DUBAI // The camaraderie, team spirit and competitive nature of dragon-boat racing can give a vital boost to breast cancer patients, experts and survivors say.
Regular exercise and bonding with team members while paddling in the long, narrow boats can help survivors better cope with debilitating radiation and chemotherapy treatments.
For Connie Adams, joining the all-women's Dubai Sea Dragons three years ago was the best decision she had made since she moved from Scotland in 2006.
"I was at the end of my tether because I hadn't found my niche here," said Mrs Adams, 55, who teaches English at a language school. "Then I went for a dragon-boat meeting and immediately felt that this was me.
"When I started paddling I wasn't fit because I'd had radiotherapy. I was lucky because the cancer hadn't spread, but I felt as if I couldn't move; everything seemed to be a big effort.
"I was a beginner but there is nothing like that feeling when you're out there on the boat of powering through the water."
Mrs Adams, a mother of three, completed radiation therapy in Aberdeen after her breast cancer was diagnosed in 2005. Later in Dubai she found a sense of community with the dragon boaters.
"We know what it's like when you land in a new place and we welcome newcomers," she said. "It's great exercise and fun too. We have some laughs and if you want a moan you can have that too."
Dragon-boat racing has its roots in China more than 2,500 years ago. The boats fit 20 people and the team must paddle in unison.

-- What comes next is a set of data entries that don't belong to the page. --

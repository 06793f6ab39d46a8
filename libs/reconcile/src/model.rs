//! Data model shared by the scheduler and its collaborators.

use chrono::{DateTime, Utc};
use serde::{Deserialize, Serialize};

/// Where a rule applies: a cluster/workspace, optionally narrowed to one job.
#[derive(Debug, Clone, PartialEq, Eq, Serialize, Deserialize)]
#[serde(rename_all = "camelCase")]
pub struct RuleSource {
    pub cluster_id: String,
    pub workspace_id: String,
    #[serde(default, skip_serializing_if = "Option::is_none")]
    pub job_id: Option<String>,
}

/// Where stuck jobs are relocated to.
#[derive(Debug, Clone, PartialEq, Eq, Serialize, Deserialize)]
#[serde(rename_all = "camelCase")]
pub struct RuleDestination {
    pub cluster_id: String,
    pub workspace_id: String,

    /// Fully-qualified workspace name understood by the platform.
    #[serde(default, skip_serializing_if = "Option::is_none")]
    pub workspace_fqn: Option<String>,
}

/// A stored mapping from a source location to a destination location.
///
/// Rules are read-only here; they are managed by the configuration service.
#[derive(Debug, Clone, PartialEq, Eq, Serialize, Deserialize)]
#[serde(rename_all = "camelCase")]
pub struct FallbackRule {
    pub id: String,
    pub source: RuleSource,
    pub destination: RuleDestination,
    #[serde(default, skip_serializing_if = "Option::is_none")]
    pub created_by: Option<String>,
    pub created_at: DateTime<Utc>,
    pub updated_at: DateTime<Utc>,
}

impl FallbackRule {
    /// The job this rule is scoped to, if any.
    ///
    /// An empty job id is treated the same as no job id.
    pub fn scoped_job_id(&self) -> Option<&str> {
        self.source.job_id.as_deref().filter(|id| !id.is_empty())
    }

    /// Returns true if the rule applies to every job in its source.
    pub fn is_generic(&self) -> bool {
        self.scoped_job_id().is_none()
    }

    /// Destination workspace FQN, if the rule carries a non-empty one.
    pub fn destination_fqn(&self) -> Option<&str> {
        self.destination
            .workspace_fqn
            .as_deref()
            .filter(|fqn| !fqn.is_empty())
    }
}

/// Job run lifecycle status as reported by the compute platform.
#[derive(Debug, Clone, Copy, PartialEq, Eq, Hash, Serialize, Deserialize)]
#[serde(rename_all = "SCREAMING_SNAKE_CASE")]
pub enum JobRunStatus {
    Created,
    Scheduled,
    Running,
    Completed,
    Failed,
    Cancelled,
}

impl JobRunStatus {
    /// Statuses that are evaluated for staleness.
    pub const PENDING: [JobRunStatus; 2] = [JobRunStatus::Created, JobRunStatus::Scheduled];

    /// Wire name of the status.
    pub fn as_str(&self) -> &'static str {
        match self {
            Self::Created => "CREATED",
            Self::Scheduled => "SCHEDULED",
            Self::Running => "RUNNING",
            Self::Completed => "COMPLETED",
            Self::Failed => "FAILED",
            Self::Cancelled => "CANCELLED",
        }
    }

    /// Returns true if the run has not started executing yet.
    pub fn is_pending(&self) -> bool {
        matches!(self, Self::Created | Self::Scheduled)
    }
}

impl std::fmt::Display for JobRunStatus {
    fn fmt(&self, f: &mut std::fmt::Formatter<'_>) -> std::fmt::Result {
        f.write_str(self.as_str())
    }
}

/// A single run of a job on the compute platform.
#[derive(Debug, Clone, PartialEq, Eq, Serialize, Deserialize)]
#[serde(rename_all = "camelCase")]
pub struct JobRun {
    pub id: String,
    pub name: String,
    pub application_id: String,
    pub application_name: String,
    #[serde(default, skip_serializing_if = "Option::is_none")]
    pub deployment_version: Option<String>,

    /// Creation time in epoch milliseconds.
    pub created_at: i64,

    /// Serialized input payload the run was triggered with.
    #[serde(default, skip_serializing_if = "Option::is_none")]
    pub command: Option<String>,
    pub status: JobRunStatus,
    #[serde(default, skip_serializing_if = "Option::is_none")]
    pub tenant_name: Option<String>,
}

/// One page of job runs.
#[derive(Debug, Clone, Default, PartialEq, Eq)]
pub struct JobRunPage {
    pub runs: Vec<JobRun>,
    pub has_more: bool,
}
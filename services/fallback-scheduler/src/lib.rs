//! Job fallback scheduler library.
//!
//! This crate primarily ships a `fallback-scheduler` binary, but we expose a
//! small library surface to enable integration testing and reuse.

pub mod compute;
pub mod config;
pub mod migration;
pub mod rules;
pub mod scheduler;

pub use compute::{ComputeClient, ComputeError, Credential, FailureReason, HttpComputeClient};
pub use config::{Config, ConfigError};
pub use migration::{MigrationError, MigrationExecutor, MigrationOutcome, MigrationSettings};
pub use rules::{JsonFileRuleStore, RuleStore, RuleStoreError};
pub use scheduler::{
    CycleOutcome, CycleStats, CycleTrigger, FallbackReconciler, FallbackWorker, PreviewReport,
    ReconcilerSettings, SchedulerError, SkipReason,
};
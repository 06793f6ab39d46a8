//! Grouping and matching of fallback rules.
//!
//! Rules are grouped by source cluster/workspace so that each source is
//! listed once per cycle. Within a group, job-specific rules are consulted
//! before generic ones.

use std::collections::BTreeMap;

use crate::model::{FallbackRule, JobRun};

/// Identifies a source location: one cluster/workspace pair.
#[derive(Debug, Clone, PartialEq, Eq, PartialOrd, Ord, Hash)]
pub struct SourceKey {
    pub cluster_id: String,
    pub workspace_id: String,
}

impl SourceKey {
    pub fn of(rule: &FallbackRule) -> Self {
        Self {
            cluster_id: rule.source.cluster_id.clone(),
            workspace_id: rule.source.workspace_id.clone(),
        }
    }
}

impl std::fmt::Display for SourceKey {
    fn fmt(&self, f: &mut std::fmt::Formatter<'_>) -> std::fmt::Result {
        write!(f, "{}/{}", self.cluster_id, self.workspace_id)
    }
}

/// All rules for one source, split by precedence.
///
/// Both lists keep the order in which the rule store returned the rules.
#[derive(Debug, Clone, PartialEq, Eq)]
pub struct RuleGroup {
    pub source: SourceKey,

    /// Rules scoped to a single job (higher precedence).
    pub job_specific: Vec<FallbackRule>,

    /// Rules applying to every job in the source.
    pub generic: Vec<FallbackRule>,
}

impl RuleGroup {
    pub fn new(source: SourceKey) -> Self {
        Self {
            source,
            job_specific: Vec::new(),
            generic: Vec::new(),
        }
    }

    /// Add a rule to the list matching its scope.
    pub fn push(&mut self, rule: FallbackRule) {
        if rule.is_generic() {
            self.generic.push(rule);
        } else {
            self.job_specific.push(rule);
        }
    }

    /// Total number of rules in the group.
    pub fn len(&self) -> usize {
        self.job_specific.len() + self.generic.len()
    }

    pub fn is_empty(&self) -> bool {
        self.len() == 0
    }

    /// Resolve the rule governing `run`. See [`match_rule`].
    pub fn match_run(&self, run: &JobRun) -> Option<&FallbackRule> {
        match_rule(run, self)
    }
}

/// Partition rules by source cluster/workspace.
pub fn group_rules<I>(rules: I) -> BTreeMap<SourceKey, RuleGroup>
where
    I: IntoIterator<Item = FallbackRule>,
{
    let mut groups: BTreeMap<SourceKey, RuleGroup> = BTreeMap::new();

    for rule in rules {
        let key = SourceKey::of(&rule);
        groups
            .entry(key.clone())
            .or_insert_with(|| RuleGroup::new(key))
            .push(rule);
    }

    groups
}

/// Resolve which rule in `group` governs `run`.
///
/// The first job-specific rule whose job id equals the run's application id
/// wins. Otherwise the first generic rule applies, if there is one. Several
/// generic rules for one source should not exist; if they do, the first is
/// used.
pub fn match_rule<'a>(run: &JobRun, group: &'a RuleGroup) -> Option<&'a FallbackRule> {
    group
        .job_specific
        .iter()
        .find(|rule| rule.scoped_job_id() == Some(run.application_id.as_str()))
        .or_else(|| group.generic.first())
}
//! Fallback reconciliation primitives.
//!
//! This library holds the pure decision logic behind the job fallback
//! scheduler. Nothing in here performs I/O; the scheduler service feeds it
//! data fetched from the rule store and the compute platform. Key concepts:
//!
//! - **Stuck job**: a CREATED/SCHEDULED run older than the configured threshold.
//! - **Rule group**: all fallback rules sharing one source cluster/workspace.
//! - **Migration**: recreating a stuck job's deployment on the destination,
//!   triggering it, and terminating the original run.
//!
//! # Invariants
//!
//! - Job-specific rules always outrank generic rules within a group
//! - Derived deployment names satisfy the platform naming grammar
//! - Pagination always terminates, even on empty pages
//! - Decisions are deterministic given the same inputs (except the random
//!   name suffix)

use std::time::Duration;

use thiserror::Error;

pub mod ledger;
pub mod manifest;
pub mod model;
pub mod naming;
pub mod paging;
pub mod retry;
pub mod rules;
pub mod stuck;

pub use ledger::{MigrationLedger, MigrationStage};
pub use manifest::retarget_manifest;
pub use model::{FallbackRule, JobRun, JobRunPage, JobRunStatus, RuleDestination, RuleSource};
pub use naming::{fallback_name, is_valid_deployment_name};
pub use paging::{PageRequest, Pager};
pub use retry::RetryPolicy;
pub use rules::{group_rules, match_rule, RuleGroup, SourceKey};
pub use stuck::{age_minutes, is_stuck};

/// Reconciliation errors.
#[derive(Debug, Error)]
pub enum ReconcileError {
    /// The deployment manifest cannot be retargeted.
    #[error("invalid manifest: {0}")]
    InvalidManifest(String),

    /// A rule is missing data required to migrate a job.
    #[error("incomplete rule {rule_id}: {reason}")]
    IncompleteRule { rule_id: String, reason: String },
}

/// Default interval between reconciliation cycles.
pub const DEFAULT_RECONCILE_INTERVAL: Duration = Duration::from_secs(5 * 60);

/// Default age after which a pending run counts as stuck.
pub const DEFAULT_STUCK_THRESHOLD_MINUTES: u64 = 60;

/// Default attempt limit for the trigger and terminate steps.
pub const DEFAULT_MAX_RETRIES: u32 = 3;

/// Default delay between trigger/terminate attempts.
pub const DEFAULT_RETRY_DELAY: Duration = Duration::from_secs(3);

/// Default wait between creating the destination application and triggering it.
pub const DEFAULT_TRIGGER_DELAY: Duration = Duration::from_secs(5);

/// Job runs requested per page.
pub const DEFAULT_PAGE_SIZE: u32 = 100;

/// Default retention for migration ledger entries.
pub const DEFAULT_LEDGER_TTL: Duration = Duration::from_secs(60 * 60);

Formed in 2007, the Dubai Sea Dragons is among about a dozen clubs in the Emirates that compete regularly.
The club, along with Friends of Cancer Patients (FOCP), has organised paddling days this Monday and next Saturday to raise awareness of breast cancer. Details are available on dubaiseadragons.net.
The club has won competitions locally and in Malaysia, Hong Kong and Macau. The next contest is in Abu Dhabi at the end of the month.
Although only a handful of paddlers in the team have battled breast cancer, their example motivates the group.
"The strength of these women is fantastic," said Helen Schrader, who joined in February and volunteers with the Pink Caravan campaign, part of the FOCP's awareness drive.
"Paddling is empowering. It gives women the strength they need, they are happy and in charge of their body."
Several overseas studies have shown exercise as an effective form of therapy that improves the attitude of cancer patients.
Research in 2009 at Wilfrid Laurier University in Ontario, Canada, showed women who regularly exercised with their dragon boat team suffered less post-traumatic stress, compared with others who suffered breast cancer.
"Exercising the hands vigorously helps to increase lymphatic circulation so these women won't have the swollen arms that women usually have after breast surgery," said Dr Sawsan Al Madhi, the FOCP secretary general.
"Through these clubs' information, side-effects of treatment can be shared and someone who just got the diagnosis can bond with a survivor," Dr Al Madhi said.
"When she sees a survivor living her life to the fullest, this living example creates a much bigger impact than any advice a doctor can give in any hospital."